Almorcé precisamente en Pamplona y conocí, perplejo, la imposición de la alcaldesa del nombre de uno de los verdugos españoles del siglo XX para una de los centros culturales de la capital. Dice la burgalesa que lo del nombre, Tomás Domínguez Arévalo, es lo de menos y lo que importa de veras, es el título nobiliario, Conde de Rodezno. Un escarnio a los demócratas. Se imaginan que en Berlín o cualquier otras ciudad alemana Himmler, Goebbeles o Eichamn recibieran en 2009 semejantes honores. Yo tampoco. La alcaldesa de Pamplona, en cambio, recuerda el fascismo con cariño y se desternilla en la memoria de los más de 300 pamploneses fusilados cuando el tal Tomás éste era ministro de «Injusticia» de Franco.
Volví abrumado a casa y, de paso, recordé que entre nosotros, el desprecio por la historia no está muy alejado del que profesan los dirigentes navarros.
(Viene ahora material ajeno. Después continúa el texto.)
//! Layout usage errors
//!
//! These are reported per frame and never abort rendering; the tree is left
//! in a best-effort state.

use thiserror::Error;

#[derive(Error, Debug, Clone, PartialEq, Eq)]
pub enum UsageError {
    /// Constraints declared after the node's grid was resolved.
    #[error("grid of div '{node}' is locked; declare cols/rows before the first child")]
    GridLocked { node: String },

    /// `end` without a matching `start`.
    #[error("div end without a matching start")]
    UnbalancedEnd,

    /// Frame finished with divs still open.
    #[error("{0} div(s) left open at end of frame")]
    UnclosedDivs(usize),

    /// Dialog end without a matching dialog start.
    #[error("dialog end without a matching dialog start")]
    UnbalancedDialogEnd,

    /// Frame finished with dialogs still open for rendering.
    #[error("{0} dialog(s) left open at end of frame")]
    UnclosedDialogs(usize),

    /// Named dialog is not on the stack.
    #[error("dialog '{0}' is not open")]
    UnknownDialog(String),
}
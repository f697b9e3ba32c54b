//! Per-level paint buffer
//!
//! Records commands in submission order. Crop changes are deduplicated so
//! consecutive draws into the same div emit a single `Crop`.

use gridwell_core::{Color, Point, Rect};

use crate::command::{PaintCommand, TextAlign};

/// Ordered drawing commands for one level.
#[derive(Debug, Default)]
pub struct PaintBuffer {
    commands: Vec<PaintCommand>,
    crop: Option<Rect>,
}

impl PaintBuffer {
    pub fn new() -> Self {
        Self::default()
    }

    /// Get the recorded commands.
    pub fn commands(&self) -> &[PaintCommand] {
        &self.commands
    }

    /// Take the recorded commands, leaving the buffer empty.
    pub fn take_commands(&mut self) -> Vec<PaintCommand> {
        self.crop = None;
        std::mem::take(&mut self.commands)
    }

    /// Clear all recorded commands.
    pub fn clear(&mut self) {
        self.commands.clear();
        self.crop = None;
    }

    pub fn len(&self) -> usize {
        self.commands.len()
    }

    pub fn is_empty(&self) -> bool {
        self.commands.is_empty()
    }

    /// Current crop, if any was set since the last flush.
    pub fn crop(&self) -> Option<Rect> {
        self.crop
    }

    /// Switch the clip rect; a no-op when it is already active.
    pub fn set_crop(&mut self, rect: Rect) {
        if self.crop == Some(rect) {
            return;
        }
        self.crop = Some(rect);
        self.commands.push(PaintCommand::Crop(rect));
    }

    pub fn push(&mut self, command: PaintCommand) {
        if let PaintCommand::Crop(rect) = command {
            self.set_crop(rect);
        } else {
            self.commands.push(command);
        }
    }

    // ═══════════════════════════════════════════════════════════════════════
    // Convenience API
    // ═══════════════════════════════════════════════════════════════════════

    pub fn fill_rect(&mut self, rect: Rect, color: Color) {
        self.push(PaintCommand::Rect {
            rect,
            color,
            border: 0.0,
        });
    }

    pub fn stroke_rect(&mut self, rect: Rect, color: Color, border: f32) {
        self.push(PaintCommand::Rect {
            rect,
            color,
            border,
        });
    }

    pub fn line(&mut self, from: Point, to: Point, color: Color, width: f32) {
        self.push(PaintCommand::Line {
            from,
            to,
            color,
            width,
        });
    }

    pub fn circle(&mut self, center: Point, radius: f32, color: Color, border: f32) {
        self.push(PaintCommand::Circle {
            center,
            radius,
            color,
            border,
        });
    }

    pub fn image(&mut self, path: impl Into<String>, rect: Rect, tint: Color) {
        self.push(PaintCommand::Image {
            path: path.into(),
            rect,
            tint,
        });
    }

    pub fn text(
        &mut self,
        text: impl Into<String>,
        rect: Rect,
        color: Color,
        size: f32,
        align: TextAlign,
    ) {
        self.push(PaintCommand::Text {
            text: text.into(),
            rect,
            color,
            size,
            align,
        });
    }
}
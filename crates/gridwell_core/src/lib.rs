//! gridwell core
//!
//! Shared foundations for the gridwell plugin host:
//!
//! - **Geometry**: pixel-space `Point`/`Size`/`Rect`, cell-space `GridRect`, `Color`
//! - **Values**: `TypedArg`, the unit of data crossing the plugin call bridge
//! - **Wire**: the tagged little-endian codec both plugin backends share
//! - **Hash**: the structural identity hash used as a persistence key

pub mod error;
pub mod geometry;
pub mod hash;
pub mod value;
pub mod wire;

pub use error::{ValueError, WireError, WireResult};
pub use geometry::{Color, GridRect, Point, Rect, Size};
pub use hash::{node_hash, resize_key, root_hash, IdentityHasher};
pub use value::{ArgType, Coercion, FromArg, IntoArgs, TypedArg};
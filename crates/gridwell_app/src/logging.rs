//! Tracing subscriber setup for hosts

use tracing_subscriber::{fmt, prelude::*, EnvFilter};

/// Install a `fmt` subscriber. `RUST_LOG` wins over `verbose`.
///
/// Returns false when a global subscriber was already set.
pub fn init_logging(verbose: bool) -> bool {
    let filter = EnvFilter::try_from_default_env().unwrap_or_else(|_| {
        if verbose {
            EnvFilter::new("debug")
        } else {
            EnvFilter::new("info")
        }
    });

    tracing_subscriber::registry()
        .with(fmt::layer().with_target(true))
        .with(filter)
        .try_init()
        .is_ok()
}
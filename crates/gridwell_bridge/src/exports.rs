//! Exports every plugin provides
//!
//! | Export   | Params        | Returns                                  |
//! |----------|---------------|------------------------------------------|
//! | `render` | –             | status                                   |
//! | `open`   | state bytes   | 1 when the state was taken               |
//! | `save`   | –             | 1 when handled, state via `SetReturn`    |
//! | `info`   | –             | identity via `SetReturn`                 |

use gridwell_core::ArgType;

use crate::backend::ExportSignature;

pub const RENDER: &str = "render";
pub const OPEN: &str = "open";
pub const SAVE: &str = "save";
pub const INFO: &str = "info";

/// Signatures of the four standard exports.
pub fn standard() -> Vec<ExportSignature> {
    vec![
        ExportSignature::new(RENDER, &[], Some(ArgType::Int64)),
        ExportSignature::new(OPEN, &[ArgType::Bytes], Some(ArgType::Int64)),
        ExportSignature::new(SAVE, &[], Some(ArgType::Int64)),
        ExportSignature::new(INFO, &[], None),
    ]
}

/// Find `name` among `exports`.
pub fn find<'a>(exports: &'a [ExportSignature], name: &str) -> Option<&'a ExportSignature> {
    exports.iter().find(|e| e.name == name)
}
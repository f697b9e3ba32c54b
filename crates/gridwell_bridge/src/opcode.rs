//! Opcode table
//!
//! Every host service a plugin can reach has a fixed number. Both backends
//! use the same numbers, so a plugin runs unchanged in-process or over a
//! socket. Numbers are never reused; new services get new numbers and bump
//! [`PROTOCOL_VERSION`].
//!
//! | Range    | Category                    |
//! |----------|-----------------------------|
//! | 0-9      | host info, assets           |
//! | 10-19    | relational storage          |
//! | 20-39    | div tree                    |
//! | 40-49    | dialogs                     |
//! | 50-69    | paint and text measurement  |
//! | 70-79    | return buffers              |
//! | 80-99    | reserved for widget helpers |
//! | 100-109  | drag and drop               |
//! | 110-119  | sub-render                  |
//! | 1000     | render finished             |

use std::fmt;

use crate::error::ProtocolError;

/// Version of the opcode table.
pub const PROTOCOL_VERSION: u32 = 1;

macro_rules! opcodes {
    ($($(#[$meta:meta])* $name:ident = $num:literal,)+) => {
        /// Host operation number.
        #[derive(Clone, Copy, Debug, PartialEq, Eq, Hash)]
        #[repr(u64)]
        pub enum Opcode {
            $($(#[$meta])* $name = $num,)+
        }

        impl Opcode {
            /// Every opcode in table order.
            pub const ALL: &'static [Opcode] = &[$(Opcode::$name,)+];

            pub fn name(self) -> &'static str {
                match self {
                    $(Opcode::$name => stringify!($name),)+
                }
            }
        }

        impl TryFrom<u64> for Opcode {
            type Error = ProtocolError;

            fn try_from(value: u64) -> Result<Self, Self::Error> {
                match value {
                    $($num => Ok(Opcode::$name),)+
                    other => Err(ProtocolError::UnknownOpcode(other)),
                }
            }
        }
    };
}

opcodes! {
    Log = 0,
    Time = 1,
    WindowSize = 2,
    Translate = 3,
    ReadAsset = 4,
    CellSize = 5,

    SqlExecute = 10,
    SqlQuery = 11,
    SqlLastInsertId = 12,
    SqlChanges = 13,
    SqlLastError = 14,

    DivStart = 20,
    DivEnd = 21,
    DivCol = 22,
    DivRow = 23,
    DivInfo = 24,
    ScrollInfo = 25,
    SetScroll = 26,
    DivInput = 27,
    DivEnable = 28,
    GridInfo = 29,

    DialogOpen = 40,
    DialogStart = 41,
    DialogEnd = 42,
    /// Empty name closes every dialog.
    DialogClose = 43,

    PaintRect = 50,
    PaintLine = 51,
    PaintCircle = 52,
    PaintImage = 53,
    PaintText = 54,
    PaintCrop = 55,
    TextWidth = 56,
    TextCells = 57,

    SetReturn = 70,
    AppendReturn = 71,
    ClearReturn = 72,

    DragSource = 100,
    DropTarget = 101,

    SubRender = 110,

    /// Ends the remote opcode stream for the current call.
    RenderDone = 1000,
}

impl Opcode {
    pub fn code(self) -> u64 {
        self as u64
    }
}

impl fmt::Display for Opcode {
    fn fmt(&self, f: &mut fmt::Formatter<'_>) -> fmt::Result {
        write!(f, "{}({})", self.name(), self.code())
    }
}
//! Error types for gridwell_core

use std::io;

use thiserror::Error;

use crate::value::ArgType;

/// A value did not have the shape the caller asked for.
#[derive(Error, Debug, Clone, PartialEq, Eq)]
pub enum ValueError {
    /// Tag disagrees with the declared type.
    #[error("type mismatch: expected {expected}, got {actual}")]
    TypeMismatch { expected: ArgType, actual: ArgType },

    /// Bytes were expected to be text.
    #[error("invalid UTF-8 in text argument")]
    InvalidUtf8,
}

/// Failure while reading or writing the binary wire format.
#[derive(Error, Debug)]
pub enum WireError {
    /// Underlying stream failed or closed early.
    #[error("wire I/O failed: {0}")]
    Io(#[from] io::Error),

    /// An argument carried a type tag outside the table.
    #[error("unknown argument tag {0}")]
    UnknownTag(u8),

    /// A length prefix exceeded the configured ceiling.
    #[error("length {len} exceeds limit of {limit} bytes")]
    TooLarge { len: u64, limit: u64 },

    /// A complete message was followed by unread bytes.
    #[error("{0} trailing bytes after message")]
    TrailingBytes(usize),

    /// Text field was not UTF-8.
    #[error("invalid UTF-8 in text field")]
    InvalidUtf8,
}

impl WireError {
    /// True when the peer closed the stream (clean disconnect rather than corruption).
    pub fn is_disconnect(&self) -> bool {
        matches!(
            self,
            WireError::Io(e) if matches!(
                e.kind(),
                io::ErrorKind::UnexpectedEof
                    | io::ErrorKind::ConnectionReset
                    | io::ErrorKind::ConnectionAborted
                    | io::ErrorKind::BrokenPipe
            )
        )
    }
}

/// Result type for wire operations.
pub type WireResult<T> = std::result::Result<T, WireError>;
//! gridwell CLI
//!
//! Run a headless host that plugin processes can attach to.

use std::path::{Path, PathBuf};
use std::thread;
use std::time::{Duration, Instant};

use anyhow::{Context, Result};
use clap::{Parser, Subcommand};
use gridwell_app::{builtin_modules, init_logging, DataDir, Host, Settings};
use gridwell_bridge::{Opcode, PROTOCOL_VERSION};
use gridwell_paint::RecordingBackend;
use tracing::info;

#[derive(Parser)]
#[command(name = "gridwell")]
#[command(version = env!("CARGO_PKG_VERSION"))]
#[command(about = "gridwell plugin host", long_about = None)]
struct Cli {
    /// Enable verbose output.
    #[arg(short, long, global = true)]
    verbose: bool,

    #[command(subcommand)]
    command: Commands,
}

#[derive(Subcommand)]
enum Commands {
    /// Run the host headless, accepting remote plugins.
    Serve {
        /// Data directory (settings, saved state, translations, assets).
        #[arg(short, long, default_value = ".")]
        data_dir: PathBuf,

        /// Listen address for remote plugins (overrides settings).
        #[arg(short, long)]
        listen: Option<String>,

        /// Stop after this many ticks.
        #[arg(short, long)]
        ticks: Option<u64>,

        /// Milliseconds between ticks.
        #[arg(long, default_value = "16")]
        interval: u64,

        /// Extra plugin to host (repeatable).
        #[arg(short, long = "plugin")]
        plugins: Vec<String>,
    },

    /// Write a default settings file.
    Init {
        #[arg(short, long, default_value = ".")]
        data_dir: PathBuf,

        /// Overwrite an existing settings file.
        #[arg(long)]
        force: bool,
    },

    /// Print the opcode table.
    Opcodes,
}

fn main() -> Result<()> {
    let cli = Cli::parse();
    init_logging(cli.verbose);

    match cli.command {
        Commands::Serve {
            data_dir,
            listen,
            ticks,
            interval,
            plugins,
        } => cmd_serve(&data_dir, listen, ticks, interval, plugins),
        Commands::Init { data_dir, force } => cmd_init(&data_dir, force),
        Commands::Opcodes => cmd_opcodes(),
    }
}

fn cmd_serve(
    data_dir: &Path,
    listen: Option<String>,
    ticks: Option<u64>,
    interval: u64,
    plugins: Vec<String>,
) -> Result<()> {
    let data = DataDir::new(data_dir);
    let mut settings = Settings::load(&data.settings_path())
        .with_context(|| format!("Failed to load settings from {}", data_dir.display()))?;
    if listen.is_some() {
        settings.listen = listen;
    } else if settings.listen.is_none() {
        settings.listen = Some("127.0.0.1:7420".to_string());
    }
    settings.plugins.extend(plugins);

    let modules = builtin_modules(&settings);
    let mut host = Host::new(settings, data, &modules).context("Failed to start host")?;
    if let Some(addr) = host.listener_addr() {
        info!("Waiting for plugins on {}", addr);
    }

    let mut backend = RecordingBackend::new(1);
    let interval = Duration::from_millis(interval);

    loop {
        let started = Instant::now();
        host.tick(&mut backend);

        if ticks.is_some_and(|limit| host.ticks() >= limit) {
            break;
        }
        if let Some(rest) = interval.checked_sub(started.elapsed()) {
            thread::sleep(rest);
        }
    }

    let frame_commands = backend.last_frame().map(|f| f.command_count()).unwrap_or(0);
    info!(ticks = host.ticks(), frame_commands, "Shutting down");
    host.shutdown().context("Failed to save state")?;
    Ok(())
}

fn cmd_init(data_dir: &Path, force: bool) -> Result<()> {
    let data = DataDir::new(data_dir);
    let path = data.settings_path();
    if path.exists() && !force {
        anyhow::bail!("{} already exists (use --force to overwrite)", path.display());
    }
    Settings::default()
        .save(&path)
        .with_context(|| format!("Failed to write {}", path.display()))?;
    info!("Wrote {}", path.display());
    Ok(())
}

fn cmd_opcodes() -> Result<()> {
    println!("protocol version {}", PROTOCOL_VERSION);
    for op in Opcode::ALL {
        println!("{:>5}  {}", op.code(), op.name());
    }
    Ok(())
}
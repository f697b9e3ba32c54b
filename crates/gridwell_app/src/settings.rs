//! Settings document
//!
//! `settings.json` in the data directory. Every field is optional; a missing
//! file or field falls back to the defaults below.

use std::fs;
use std::path::Path;

use gridwell_core::{Coercion, Size};
use serde::{Deserialize, Serialize};

use crate::error::{HostError, Result};
use crate::persist::write_json;

/// Name of the built-in base plugin.
pub const STATUS_PLUGIN: &str = "status";

#[derive(Clone, Copy, Debug, PartialEq, Serialize, Deserialize)]
pub struct WindowSettings {
    pub width: f32,
    pub height: f32,
}

impl Default for WindowSettings {
    fn default() -> Self {
        Self {
            width: 800.0,
            height: 600.0,
        }
    }
}

#[derive(Clone, Debug, PartialEq, Serialize, Deserialize)]
#[serde(default)]
pub struct Settings {
    pub window: WindowSettings,
    /// `"dark"` or `"light"`.
    pub theme: String,
    pub locale: String,
    /// Size of one grid cell in pixels.
    pub cell_px: f32,
    /// Address for remote plugin connections; none disables the listener.
    pub listen: Option<String>,
    /// Plugin that owns the base level.
    pub base_plugin: String,
    /// Further plugins, reachable through sub-rendering.
    pub plugins: Vec<String>,
    pub coercion: Coercion,
    /// Entries kept in the plugin log.
    pub log_capacity: usize,
}

impl Default for Settings {
    fn default() -> Self {
        Self {
            window: WindowSettings::default(),
            theme: "dark".to_string(),
            locale: "en".to_string(),
            cell_px: 20.0,
            listen: None,
            base_plugin: STATUS_PLUGIN.to_string(),
            plugins: Vec::new(),
            coercion: Coercion::Strict,
            log_capacity: gridwell_bridge::log::DEFAULT_LOG_CAPACITY,
        }
    }
}

impl Settings {
    /// Read `path`, or return the defaults when it does not exist.
    pub fn load(path: &Path) -> Result<Self> {
        if !path.exists() {
            tracing::debug!("No settings at {}, using defaults", path.display());
            return Ok(Self::default());
        }
        let content = fs::read_to_string(path).map_err(|e| HostError::io(path, e))?;
        serde_json::from_str(&content).map_err(|e| HostError::json(path, e))
    }

    pub fn save(&self, path: &Path) -> Result<()> {
        write_json(path, self)
    }

    pub fn window_size(&self) -> Size {
        Size::new(self.window.width.max(1.0), self.window.height.max(1.0))
    }

    /// Base plugin first, then the others in order, without duplicates.
    pub fn plugin_names(&self) -> Vec<String> {
        let mut names = vec![self.base_plugin.clone()];
        for name in &self.plugins {
            if !names.contains(name) {
                names.push(name.clone());
            }
        }
        names
    }
}
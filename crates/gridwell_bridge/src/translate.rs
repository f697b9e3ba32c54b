//! Translation tables
//!
//! One flat JSON object per locale, `{"key": "text", ...}`. Lookups that miss
//! return the key so an untranslated UI still shows something readable.

use rustc_hash::FxHashMap;

#[derive(Clone, Debug, Default)]
pub struct Translations {
    locale: String,
    table: FxHashMap<String, String>,
}

impl Translations {
    pub fn new(locale: impl Into<String>) -> Self {
        Self {
            locale: locale.into(),
            table: FxHashMap::default(),
        }
    }

    /// Parse a locale document. Non-string values are skipped.
    pub fn from_json_str(locale: impl Into<String>, json: &str) -> serde_json::Result<Self> {
        let doc: serde_json::Map<String, serde_json::Value> = serde_json::from_str(json)?;
        let mut out = Self::new(locale);
        for (key, value) in doc {
            match value {
                serde_json::Value::String(text) => {
                    out.table.insert(key, text);
                }
                other => {
                    tracing::debug!(key = %key, value = %other, "skipping non-string translation");
                }
            }
        }
        Ok(out)
    }

    pub fn locale(&self) -> &str {
        &self.locale
    }

    pub fn len(&self) -> usize {
        self.table.len()
    }

    pub fn is_empty(&self) -> bool {
        self.table.is_empty()
    }

    pub fn insert(&mut self, key: impl Into<String>, text: impl Into<String>) {
        self.table.insert(key.into(), text.into());
    }

    pub fn get<'a>(&'a self, key: &'a str) -> &'a str {
        self.table.get(key).map(String::as_str).unwrap_or(key)
    }
}

#[cfg(test)]
mod tests {
    use super::*;

    #[test]
    fn test_lookup_falls_back_to_key() {
        let t = Translations::from_json_str("de", r#"{"save": "Speichern", "n": 3}"#).unwrap();
        assert_eq!(t.locale(), "de");
        assert_eq!(t.len(), 1);
        assert_eq!(t.get("save"), "Speichern");
        assert_eq!(t.get("cancel"), "cancel");
    }

    #[test]
    fn test_rejects_non_object() {
        assert!(Translations::from_json_str("en", "[1, 2]").is_err());
    }
}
En un espacio público como Urgull, pulmón de la ciudad, reposan con todos los honores los restos de la tropa inglesa que apoyó la causa liberal en 1835. Veinte años antes, villanos con el mismo uniforme habían quemado la ciudad y violado a sus mujeres y niñas. No conozco en ningún otro lugar del mundo, aunque probablemente exista, tantos honores a los hijos de asesinos y violadores. Todo ello porque Inglaterra apoyó la causa liberal en un medio en el que el carlismo era abrumadoramente mayoritario.
E imaginé nuevamente un escenario de sarcasmo. Graffitis en Atapuerca, demolición de la catedral de Burgos para edificar viviendas unifamiliares, desfiles provocadores de seguidores de Nelson y Napoleón en la Plaza Mayor de Madrid, venta al por mayor de los capiteles de la aljama de Córdoba, ametrallamiento de las placas que recuerdan a los defensores de Numancia… Y es eso lo que siento, salvando las distancias, que están haciendo en mi país. «I´am a dreamer», soy un soñador, cantaba Lennon. Quizás radique ahí el problema.